[Task details]
Below is a block of records; repeat all of them exactly.

[Stored items]
—————
//! The analysis engine contract and the runner that drives one run to a
//! terminal state.

mod pdf;
mod simulated;

pub use pdf::PdfEngine;
pub use simulated::SimulatedEngine;

use std::time::Duration;

use async_trait::async_trait;
use tokio_util::sync::CancellationToken;
use tracing::{info, warn};

use crate::errors::{AnalysisError, EngineFailure};
use crate::models::AnalysisResult;
use crate::progress::{ProgressReporter, Stage};
use crate::request::AnalysisRequest;

/// Turns a validated request into a result.
///
/// Implementations report each finished stage through [`RunContext::checkpoint`],
/// which is also where a cancelled run stops.
#[async_trait]
pub trait AnalysisEngine: Send + Sync {
    fn name(&self) -> &'static str;

    async fn analyze(
        &self,
        request: AnalysisRequest,
        ctx: &RunContext,
    ) -> Result<AnalysisResult, AnalysisError>;
}

/// Progress and cancellation handles for a single run.
#[derive(Debug, Clone)]
pub struct RunContext {
    progress: ProgressReporter,
    cancel: CancellationToken,
}

impl RunContext {
    pub fn new(progress: ProgressReporter, cancel: CancellationToken) -> Self {
        Self { progress, cancel }
    }

    /// Context nobody observes or cancels.
    pub fn detached() -> Self {
        Self::new(ProgressReporter::detached(), CancellationToken::new())
    }

    pub fn progress(&self) -> &ProgressReporter {
        &self.progress
    }

    pub fn cancel_token(&self) -> &CancellationToken {
        &self.cancel
    }

    pub fn ensure_active(&self) -> Result<(), AnalysisError> {
        if self.cancel.is_cancelled() {
            Err(AnalysisError::Cancelled)
        } else {
            Ok(())
        }
    }

    /// Records `stage` as done, unless the run was cancelled meanwhile.
    pub fn checkpoint(&self, stage: Stage) -> Result<(), AnalysisError> {
        self.ensure_active()?;
        self.progress.complete(stage);
        Ok(())
    }

    /// Sleeps for `duration`, waking early if the run is cancelled.
    pub async fn pause(&self, duration: Duration) -> Result<(), AnalysisError> {
        tokio::select! {
            biased;
            _ = self.cancel.cancelled() => Err(AnalysisError::Cancelled),
            _ = tokio::time::sleep(duration) => Ok(()),
        }
    }
}

/// Runs `engine` on `request` until it succeeds, fails, exceeds `timeout` or
/// is cancelled through the context's token. The request, and with it every
/// document buffer, is dropped before this returns on every path.
pub async fn run_analysis(
    engine: &dyn AnalysisEngine,
    request: AnalysisRequest,
    ctx: RunContext,
    timeout: Duration,
) -> Result<AnalysisResult, AnalysisError> {
    info!(
        engine = engine.name(),
        documents = request.documents().len(),
        role = %request.persona().role,
        "starting analysis"
    );

    let cancel = ctx.cancel.clone();
    let outcome = tokio::select! {
        biased;
        _ = cancel.cancelled() => Err(AnalysisError::Cancelled),
        res = tokio::time::timeout(timeout, engine.analyze(request, &ctx)) => match res {
            Ok(res) => res,
            Err(_) => Err(AnalysisError::Timeout(timeout)),
        },
    };

    let outcome = outcome.and_then(|result| {
        result.check_ranks().map_err(EngineFailure::Ranking)?;
        Ok(result)
    });

    match &outcome {
        Ok(result) => {
            ctx.progress.complete(Stage::GeneratingAnalysis);
            info!(
                sections = result.extracted_sections.len(),
                subsections = result.subsection_analysis.len(),
                "analysis complete"
            );
        }
        Err(e) => warn!(kind = e.kind(), error = %e, "analysis ended without a result"),
    }
    outcome
}
mod block;
mod config;
mod convert;
mod error;
mod html;
mod inline;
mod parser;
pub mod site;

pub use block::{Block, BlockKind, Inline, InlineKind};
pub use config::{Config, ConfigError};
pub use convert::{block_to_html, convert};
pub use error::{Error, Result};
pub use html::{Attributes, HtmlNode};
pub use inline::{inline_to_html, spans_of_kind, text_to_children, tokenize};
pub use parser::{classify, parse, segment};

/// Convert markdown to an HTML fragment wrapped in a single `div`.
pub fn markdown_to_html(markdown: &str) -> Result<String> {
    convert(markdown)?.render()
}
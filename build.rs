use std::fs;

fn main() {
    // Validate default config at compile time
    let config_path = "src/default_config.toml";
    println!("cargo:rerun-if-changed={}", config_path);

    let content = fs::read_to_string(config_path).expect("Failed to read default_config.toml");

    if let Err(e) = content.parse::<toml::Table>() {
        panic!("Invalid default_config.toml: {}", e);
    }
}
—————
[Result]
//! The analysis engine contract and the runner that drives one run to a
//! terminal state.

mod pdf;
mod simulated;

pub use pdf::PdfEngine;
pub use simulated::SimulatedEngine;

use std::time::Duration;

use async_trait::async_trait;
use tokio_util::sync::CancellationToken;
use tracing::{info, warn};

use crate::errors::{AnalysisError, EngineFailure};
use crate::models::AnalysisResult;
use crate::progress::{ProgressReporter, Stage};
use crate::request::AnalysisRequest;

/// Turns a validated request into a result.
///
/// Implementations report each finished stage through [`RunContext::checkpoint`],
/// which is also where a cancelled run stops.
#[async_trait]
pub trait AnalysisEngine: Send + Sync {
    fn name(&self) -> &'static str;

    async fn analyze(
        &self,
        request: AnalysisRequest,
        ctx: &RunContext,
    ) -> Result<AnalysisResult, AnalysisError>;
}

/// Progress and cancellation handles for a single run.
#[derive(Debug, Clone)]
pub struct RunContext {
    progress: ProgressReporter,
    cancel: CancellationToken,
}

impl RunContext {
    pub fn new(progress: ProgressReporter, cancel: CancellationToken) -> Self {
        Self { progress, cancel }
    }

    /// Context nobody observes or cancels.
    pub fn detached() -> Self {
        Self::new(ProgressReporter::detached(), CancellationToken::new())
    }

    pub fn progress(&self) -> &ProgressReporter {
        &self.progress
    }

    pub fn cancel_token(&self) -> &CancellationToken {
        &self.cancel
    }

    pub fn ensure_active(&self) -> Result<(), AnalysisError> {
        if self.cancel.is_cancelled() {
            Err(AnalysisError::Cancelled)
        } else {
            Ok(())
        }
    }

    /// Records `stage` as done, unless the run was cancelled meanwhile.
    pub fn checkpoint(&self, stage: Stage) -> Result<(), AnalysisError> {
        self.ensure_active()?;
        self.progress.complete(stage);
        Ok(())
    }

    /// Sleeps for `duration`, waking early if the run is cancelled.
    pub async fn pause(&self, duration: Duration) -> Result<(), AnalysisError> {
        tokio::select! {
            biased;
            _ = self.cancel.cancelled() => Err(AnalysisError::Cancelled),
            _ = tokio::time::sleep(duration) => Ok(()),
        }
    }
}

/// Runs `engine` on `request` until it succeeds, fails, exceeds `timeout` or
/// is cancelled through the context's token. The request, and with it every
/// document buffer, is dropped before this returns on every path.
pub async fn run_analysis(
    engine: &dyn AnalysisEngine,
    request: AnalysisRequest,
    ctx: RunContext,
    timeout: Duration,
) -> Result<AnalysisResult, AnalysisError> {
    info!(
        engine = engine.name(),
        documents = request.documents().len(),
        role = %request.persona().role,
        "starting analysis"
    );

    let cancel = ctx.cancel.clone();
    let outcome = tokio::select! {
        biased;
        _ = cancel.cancelled() => Err(AnalysisError::Cancelled),
        res = tokio::time::timeout(timeout, engine.analyze(request, &ctx)) => match res {
            Ok(res) => res,
            Err(_) => Err(AnalysisError::Timeout(timeout)),
        },
    };

    let outcome = outcome.and_then(|result| {
        result.check_ranks().map_err(EngineFailure::Ranking)?;
        Ok(result)
    });

    match &outcome {
        Ok(result) => {
            ctx.progress.complete(Stage::GeneratingAnalysis);
            info!(
                sections = result.extracted_sections.len(),
                subsections = result.subsection_analysis.len(),
                "analysis complete"
            );
        }
        Err(e) => warn!(kind = e.kind(), error = %e, "analysis ended without a result"),
    }
    outcome
}
mod block;
mod config;
mod convert;
mod error;
mod html;
mod inline;
mod parser;
pub mod site;

pub use block::{Block, BlockKind, Inline, InlineKind};
pub use config::{Config, ConfigError};
pub use convert::{block_to_html, convert};
pub use error::{Error, Result};
pub use html::{Attributes, HtmlNode};
pub use inline::{inline_to_html, spans_of_kind, text_to_children, tokenize};
pub use parser::{classify, parse, segment};

/// Convert markdown to an HTML fragment wrapped in a single `div`.
pub fn markdown_to_html(markdown: &str) -> Result<String> {
    convert(markdown)?.render()
}
filename build.rs
use std::fs;

fn main() {
    // Validate default config at compile time
    let config_path = "src/default_config.toml";
    println!("cargo:rerun-if-changed={}", config_path);

    let content = fs::read_to_string(config_path).expect("Failed to read default_config.toml");

    if let Err(e) = content.parse::<toml::Table>() {
        panic!("Invalid default_config.toml: {}", e);
    }
}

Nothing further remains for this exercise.